Aus dem Neue Wege-Gespräch 9.21 zum Thema «Opfer» bleiben Aussagen im Gedächtnis hängen. Beispielsweise die Erfahrungen von Uschi Waser, die als jenisches Kind Opfer von Zwangsmassnahmen wurde und heute sagt: «Diese Geschichte lasse ich nicht auf mir sitzen.» Sie hat sich entschieden, über das erfahrene Unrecht zu sprechen. Oder Doro Winkler, die bei der Fachstelle FIZ in der Bekämpfung von Frauenhandel arbeitet. Menschenhandel ist für sie «nicht das Problem einer einzelnen nigerianischen Frau, die in die Schweiz gebracht wurde», sondern nur im Zusammenhang mit struktureller Gewalt verstehbar. Auch Dominique Joris, Jurist und international engagiert im Kampf gegen schwerste Verbrechen wie Folter, stützt diese Aussage. Sie alle wehren sich gegen das klischierte Bild des Opfers, das passiv und ohnmächtig erträgt. Die Expert*innen erleben den Begriff «Opfer» daher als ambivalent: Einerseits nötig und hilfreich, andererseits einengend und festschreibend.
Das Christentum hat den Opferbegriff nicht unwesentlich geprägt und ihn theologisch aufgeladen. Dass in der Deutung von Jesu Tod als Opfertod «für unsere Sünden» so einige folgenreiche Missverständnisse liegen, zeigen die Theolog*innen Silke Petersen und Norbert Reck.
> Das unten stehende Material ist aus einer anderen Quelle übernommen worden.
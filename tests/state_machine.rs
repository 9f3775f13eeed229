// ABOUTME: Scenario tests for the stack state machine through the public API.
// ABOUTME: Exercises the reducer the way the poll loop drives it.

use proptest::prelude::*;
use stackdock::catalog::{Catalog, Profile, ServiceKind};
use stackdock::stack::{
    Event, ImageAvailability, Phase, ServiceObservation, ServiceState, StackState, reduce,
};

fn new_state() -> StackState {
    StackState::new(&Catalog::for_profile(Profile::Community72))
}

fn kinds(state: &StackState) -> Vec<ServiceKind> {
    state.services.iter().map(|s| s.kind).collect()
}

fn observation(kind: ServiceKind, state: ServiceState) -> ServiceObservation {
    ServiceObservation {
        kind,
        container_id: None,
        state,
        status: String::new(),
        host_port: None,
        image: ImageAvailability::NotAvailable,
    }
}

fn refresh(state: &mut StackState, f: impl Fn(ServiceKind) -> ServiceState) {
    let observations = kinds(state).into_iter().map(|k| observation(k, f(k))).collect();
    reduce(state, Event::Refresh(observations));
}

fn all_images_downloaded(state: &mut StackState) {
    let availability = kinds(state)
        .into_iter()
        .map(|k| (k, ImageAvailability::Downloaded))
        .collect();
    reduce(state, Event::ImagesRefreshed(availability));
}

// =============================================================================
// Lifecycle Scenarios
// =============================================================================

/// Test: the full happy path, from idle through installed and starting to up.
#[test]
fn startup_scenario_reaches_up_and_running() {
    let mut state = new_state();

    // All NO_CONTAINER, images DOWNLOADED: the stack is installed
    all_images_downloaded(&mut state);
    assert_eq!(state.phase, Phase::Installed);

    reduce(&mut state, Event::StartRequested);
    assert_eq!(state.phase, Phase::Starting);

    // The engine reports only the database so far
    refresh(&mut state, |k| {
        if k == ServiceKind::Db {
            ServiceState::Running
        } else {
            ServiceState::NoContainer
        }
    });
    assert_eq!(state.phase, Phase::Starting);

    // Everything running, every probe green
    refresh(&mut state, |_| ServiceState::Ready);
    assert_eq!(state.phase, Phase::UpAndRunning);
}

/// Test: a service that exits during startup flips the stack to ERROR with a
/// diagnostic, while the rest is still NO_CONTAINER.
#[test]
fn exited_service_during_startup_is_error() {
    let mut state = new_state();
    all_images_downloaded(&mut state);
    reduce(&mut state, Event::StartRequested);

    refresh(&mut state, |k| {
        if k == ServiceKind::Db {
            ServiceState::Exited
        } else {
            ServiceState::NoContainer
        }
    });

    assert_eq!(state.phase, Phase::Error);
    assert!(!state.errors.is_empty());
}

/// Test: setup resolves to INSTALLED through image polling alone, without
/// ever touching run.
#[test]
fn setup_scenario_installs_without_run() {
    let mut state = new_state();

    reduce(&mut state, Event::InstallRequested);
    assert_eq!(state.phase, Phase::Installing);

    // First poll: nothing local yet
    let availability = kinds(&state)
        .into_iter()
        .map(|k| (k, ImageAvailability::Downloading))
        .collect();
    reduce(&mut state, Event::ImagesRefreshed(availability));
    assert_eq!(state.phase, Phase::Installing);

    all_images_downloaded(&mut state);
    assert_eq!(state.phase, Phase::Installed);
}

/// Test: after a stop, the stack lands on INSTALLED, never back on
/// NOT_ACTIVE - the images are still local.
#[test]
fn stop_lands_on_installed() {
    let mut state = new_state();
    all_images_downloaded(&mut state);
    reduce(&mut state, Event::StartRequested);
    refresh(&mut state, |_| ServiceState::Ready);
    assert_eq!(state.phase, Phase::UpAndRunning);

    reduce(&mut state, Event::StopRequested);

    // Containers drain one by one; the phase holds
    refresh(&mut state, |k| {
        if k == ServiceKind::Proxy {
            ServiceState::NoContainer
        } else {
            ServiceState::Exited
        }
    });
    assert_eq!(state.phase, Phase::Stopping);

    refresh(&mut state, |_| ServiceState::NoContainer);
    assert_eq!(state.phase, Phase::Installed);
}

/// Test: leftover exited containers (a previous run that was never stopped)
/// produce the removal hint.
#[test]
fn leftover_containers_produce_removal_hint() {
    let mut state = new_state();

    refresh(&mut state, |_| ServiceState::Exited);

    assert_eq!(state.phase, Phase::Error);
    assert!(state.errors.iter().any(|e| e.contains("stop")));
}

// =============================================================================
// Reducer Invariants
// =============================================================================

fn service_state_strategy() -> impl Strategy<Value = ServiceState> {
    prop_oneof![
        Just(ServiceState::NoContainer),
        Just(ServiceState::Created),
        Just(ServiceState::Running),
        Just(ServiceState::Ready),
        Just(ServiceState::Restarting),
        Just(ServiceState::Removing),
        Just(ServiceState::Paused),
        Just(ServiceState::Exited),
        Just(ServiceState::Dead),
    ]
}

proptest! {
    /// From STARTING, the stack is UP_AND_RUNNING iff every service is READY.
    #[test]
    fn up_and_running_iff_all_ready(states in proptest::collection::vec(service_state_strategy(), 7)) {
        let mut state = new_state();
        all_images_downloaded(&mut state);
        reduce(&mut state, Event::StartRequested);

        let observations = kinds(&state)
            .into_iter()
            .zip(states.iter())
            .map(|(k, s)| observation(k, *s))
            .collect();
        reduce(&mut state, Event::Refresh(observations));

        let all_ready = states.iter().all(|s| *s == ServiceState::Ready);
        prop_assert_eq!(state.phase == Phase::UpAndRunning, all_ready);
    }

    /// From STOPPING, an all-gone snapshot always lands on INSTALLED.
    #[test]
    fn stopping_with_everything_gone_is_installed(states in proptest::collection::vec(service_state_strategy(), 7)) {
        let mut state = new_state();
        reduce(&mut state, Event::StopRequested);

        // Whatever the intermediate snapshot was...
        let observations = kinds(&state)
            .into_iter()
            .zip(states.iter())
            .map(|(k, s)| observation(k, *s))
            .collect();
        reduce(&mut state, Event::Refresh(observations));

        // ...once everything is gone, the stack is installed
        if state.phase == Phase::Stopping {
            let gone = kinds(&state)
                .into_iter()
                .map(|k| observation(k, ServiceState::NoContainer))
                .collect();
            reduce(&mut state, Event::Refresh(gone));
            prop_assert_eq!(state.phase, Phase::Installed);
        }
    }

    /// The reducer never adds or removes service entries.
    #[test]
    fn service_set_is_fixed(states in proptest::collection::vec(service_state_strategy(), 7)) {
        let mut state = new_state();
        let before = kinds(&state);

        let observations = before
            .iter()
            .zip(states.iter())
            .map(|(k, s)| observation(*k, *s))
            .collect();
        reduce(&mut state, Event::Refresh(observations));

        prop_assert_eq!(kinds(&state), before);
    }
}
Es gibt gute Gründe, diesen Tod vielmehr im Kontext des damaligen Herrschaftssystems des Römischen Reiches und vor dem Hintergrund des jüdischen Pessachfestes als dem Fest der Freiheit zu verstehen.
Die Philosophin Deborah Mühlebach lädt ein, über Sprachgebrauch nachzudenken. Wie kann Sprache gewaltvoll sein? Gibt es Opfer sprachlicher Gewalt? Auch sie betont die Mechanismen, die hinter den einzelnen Äusserungen stehen und richtet den Blick auf Machtverhältnisse, die das Sprechen rahmen – und beeinflussen.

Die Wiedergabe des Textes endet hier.